Guest Posted February 18, 2015 Posted February 18, 2015 We're happy to let folk know that we've been chatting to Early Excellence, and Tapestry will be linking to their Baseline Assessment. Those of you who use Tapestry will know that we already enable observations to be tagged with CoEL and Leuven assessments, and we feel our observation based learning journal system will be a natural fit. :1b We'll let you know if/when we agree to incorporate other systems. Music to my ears... that's the way we will be going then, great news
Aunt Sally Posted February 19, 2015 Posted February 19, 2015 Re not doing it you will need to ensure you will always meet the 85% floor standard alone in the future - personally I would say this was a risky gamble if you have significant SEND. At least having done the baseline you will also have a progress measure if you get a low achieving cohort. For small schools where each child is 3% of the outcome, even a 1 child variance could be the difference between intervention or no intervention from elsewhere! Cx We are a special school and have some children coming into reception who are working within 0-11 months and all children are below or within 16-26 months so believe me its not a risky move at all. Unfortunately we have to jump through the same hoops as everyone else because everything is deemed as inclusive when it isn't really.

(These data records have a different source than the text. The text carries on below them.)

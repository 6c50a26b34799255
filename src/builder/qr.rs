use std::ops::{Deref, Not};

use log::{debug, trace};

use crate::common::{
    bit_matrix::BitMatrix,
    error::{BarcodeError, BarcodeResult},
    iter::EncRegionIter,
    mask::{compute_total_penalty, MaskPattern},
    metadata::*,
};

#[derive(Debug, PartialEq, Eq, Clone, Copy)]
pub enum Color {
    Light,
    Dark,
}

impl Not for Color {
    type Output = Self;
    fn not(self) -> Self::Output {
        match self {
            Self::Light => Self::Dark,
            Self::Dark => Self::Light,
        }
    }
}

#[derive(Debug, PartialEq, Eq, Clone, Copy)]
pub enum Module {
    Empty,
    Func(Color),
    Version(Color),
    Format(Color),
    Data(Color),
}

impl Deref for Module {
    type Target = Color;
    fn deref(&self) -> &Self::Target {
        match self {
            Module::Empty => &Color::Light,
            Module::Func(c) => c,
            Module::Version(c) => c,
            Module::Format(c) => c,
            Module::Data(c) => c,
        }
    }
}

/// Module grid of a QR symbol under construction
#[derive(Debug, Clone)]
pub struct QR {
    grid: Vec<Module>,
    w: usize,
    ver: Version,
    ecl: ECLevel,
    mask: Option<MaskPattern>,
}

// QR type for builder
//------------------------------------------------------------------------------

impl QR {
    pub fn new(ver: Version, ecl: ECLevel) -> Self {
        let w = ver.width();
        Self { grid: vec![Module::Empty; w * w], w, ver, ecl, mask: None }
    }

    pub fn version(&self) -> Version {
        self.ver
    }

    pub fn width(&self) -> usize {
        self.w
    }

    pub fn ec_level(&self) -> ECLevel {
        self.ecl
    }

    pub fn mask(&self) -> Option<MaskPattern> {
        self.mask
    }

    pub fn count_dark_modules(&self) -> usize {
        self.grid.iter().filter(|&m| matches!(**m, Color::Dark)).count()
    }

    #[cfg(test)]
    pub fn to_debug_str(&self) -> String {
        let w = self.w as i16;
        let mut res = String::with_capacity((w * (w + 1)) as usize);
        res.push('\n');
        for i in 0..w {
            for j in 0..w {
                let c = match self.get(i, j) {
                    Module::Empty => '.',
                    Module::Func(Color::Dark) => 'f',
                    Module::Func(Color::Light) => 'F',
                    Module::Version(Color::Dark) => 'v',
                    Module::Version(Color::Light) => 'V',
                    Module::Format(Color::Dark) => 'm',
                    Module::Format(Color::Light) => 'M',
                    Module::Data(Color::Dark) => 'd',
                    Module::Data(Color::Light) => 'D',
                };
                res.push(c);
            }
            res.push('\n');
        }
        res
    }

    // Negative coordinates count from the far edge
    fn coord_to_index(&self, r: i16, c: i16) -> usize {
        let w = self.w as i16;
        debug_assert!(-w <= r && r < w, "row should be less than w");
        debug_assert!(-w <= c && c < w, "column should be less than w");

        let r = if r < 0 { r + w } else { r };
        let c = if c < 0 { c + w } else { c };
        (r * w + c) as _
    }

    pub fn get(&self, r: i16, c: i16) -> Module {
        self.grid[self.coord_to_index(r, c)]
    }

    pub fn set(&mut self, r: i16, c: i16, module: Module) {
        let index = self.coord_to_index(r, c);
        self.grid[index] = module;
    }

    /// Dark modules as set bits, x being the column
    pub fn to_bit_matrix(&self) -> BarcodeResult<BitMatrix> {
        let mut matrix = BitMatrix::square(self.w)?;
        for (i, m) in self.grid.iter().enumerate() {
            if **m == Color::Dark {
                matrix.set(i % self.w, i / self.w);
            }
        }
        Ok(matrix)
    }
}


// Finder pattern
//------------------------------------------------------------------------------

impl QR {
    fn draw_finder_patterns(&mut self) {
        self.draw_finder_pattern_at(3, 3);
        self.draw_finder_pattern_at(3, -4);
        self.draw_finder_pattern_at(-4, 3);
    }

    // Finder with its light separator on the sides facing the symbol
    fn draw_finder_pattern_at(&mut self, r: i16, c: i16) {
        let (dr_top, dr_bottom) = if r > 0 { (-3, 4) } else { (-4, 3) };
        let (dc_left, dc_right) = if c > 0 { (-3, 4) } else { (-4, 3) };
        for i in dr_top..=dr_bottom {
            for j in dc_left..=dc_right {
                let clr = match (i, j) {
                    (4 | -4, _) | (_, 4 | -4) => Color::Light,
                    (3 | -3, _) | (_, 3 | -3) => Color::Dark,
                    (2 | -2, _) | (_, 2 | -2) => Color::Light,
                    _ => Color::Dark,
                };
                self.set(r + i, c + j, Module::Func(clr));
            }
        }
    }
}

#[cfg(test)]
mod finder_pattern_tests {
    use super::QR;
    use crate::common::metadata::{ECLevel, Version};

    #[test]
    fn test_finder_pattern_qr() {
        let mut qr = QR::new(Version::MIN, ECLevel::L);
        qr.draw_finder_patterns();
        assert_eq!(
            qr.to_debug_str(),
            "\n\
             fffffffF.....Ffffffff\n\
             fFFFFFfF.....FfFFFFFf\n\
             fFfffFfF.....FfFfffFf\n\
             fFfffFfF.....FfFfffFf\n\
             fFfffFfF.....FfFfffFf\n\
             fFFFFFfF.....FfFFFFFf\n\
             fffffffF.....Ffffffff\n\
             FFFFFFFF.....FFFFFFFF\n\
             .....................\n\
             .....................\n\
             .....................\n\
             .....................\n\
             .....................\n\
             FFFFFFFF.............\n\
             fffffffF.............\n\
             fFFFFFfF.............\n\
             fFfffFfF.............\n\
             fFfffFfF.............\n\
             fFfffFfF.............\n\
             fFFFFFfF.............\n\
             fffffffF.............\n"
        );
    }
}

catma Posted February 19, 2015 Posted February 19, 2015 (edited) We are a special school and have some children coming into reception who are working within 0-11 months and all children are below or within 16-26 months so believe me its not a risky move at all. Unfortunately we have to jump through the same hoops as everyone else because everything is deemed as inclusive when it isn't really. As far as I have ascertained special schools are not subject to Yr6 floor standards anyway - it's just the maintained mainstream schools. I had this conversation with our primary special school. Therefore you probably don't have to do anything re baseline and you won't have to report anything else. It will still be risky for the Primary schools though to just rely on the floor standard achievement target alone. Cx Edited February 19, 2015 by catma
dreamgirl Posted February 19, 2015 Posted February 19, 2015 None of this is about meeting needs, but defining a fixed point to me measured later against a fixed point in Yr 6. You would still have to deliver ie assess, plan, teach towards the ELGs in all aspects as that is still statutory. This is a schools baseline not the child's per se. Cx As this will be the school's baseline, the lower the baseline, the more progress there will be, won't there. So how do you think this will effect schools with a nursery attached? If at all. What's your feelings?
catma Posted February 20, 2015 Posted February 20, 2015 It won't change the requirement to deliver the statutory EYFS, so everyone will still have to teach and deliver the whole curriculum. This requires all the knowledge from the previous setting as well as a wide assessment profile of children. I don't think this should change as a result. Only relying on assessments of Lit and Maths would be a bit daft and possibly an own goal if you have Ofsted! Low outcomes in nursery would certainly be a problem, if children are not making enough progress as well. The school will still need to track children through their nursery classes as usual, just as it will in reception. However Reception is typically the main time most children are in school, I see it as a separate snapshot "baseline" which will be parked as an outcome for use later. Until I see how these checks actually get reported it's hard to say how areas with typically below expected outcomes will do, but it is also linked to the achievement measure as well as being a progress measure for Yr6.
Guest Posted March 9, 2015 Posted March 9, 2015 A great site for the baselines in summary: https://www.early-education.org.uk/sites/default/files/Summary%20Baseline%20Assessment%20Guidance.pdf
Guest Posted April 20, 2015 Posted April 20, 2015 I think we've made a choice (finally!) but the implications for how we admit children will be far-reaching. Currently we admit children a few at a time and for just part of the day, building up to full-time with everyone in by the end of September. We will need to have children in full time much faster if we are to have any hope of accurate baseline observations within 6 weeks of the start of term. We will also need to change when we do our home visits - maybe even move them to the Summer term. I'm really unsure about how to go about this for the best. Most of our children have some pre-school experience but are, as a whole, reliant on their parents for dressing, managing their belongings etc, and many are spoonfed so starting school dinners is a new experience, so I really don't want to just have everyone in on day 1, but I'm sure that works for some people too. I guess what I'm really asking is has anyone tried different ways of managing admissions and found a way which minimizes distress?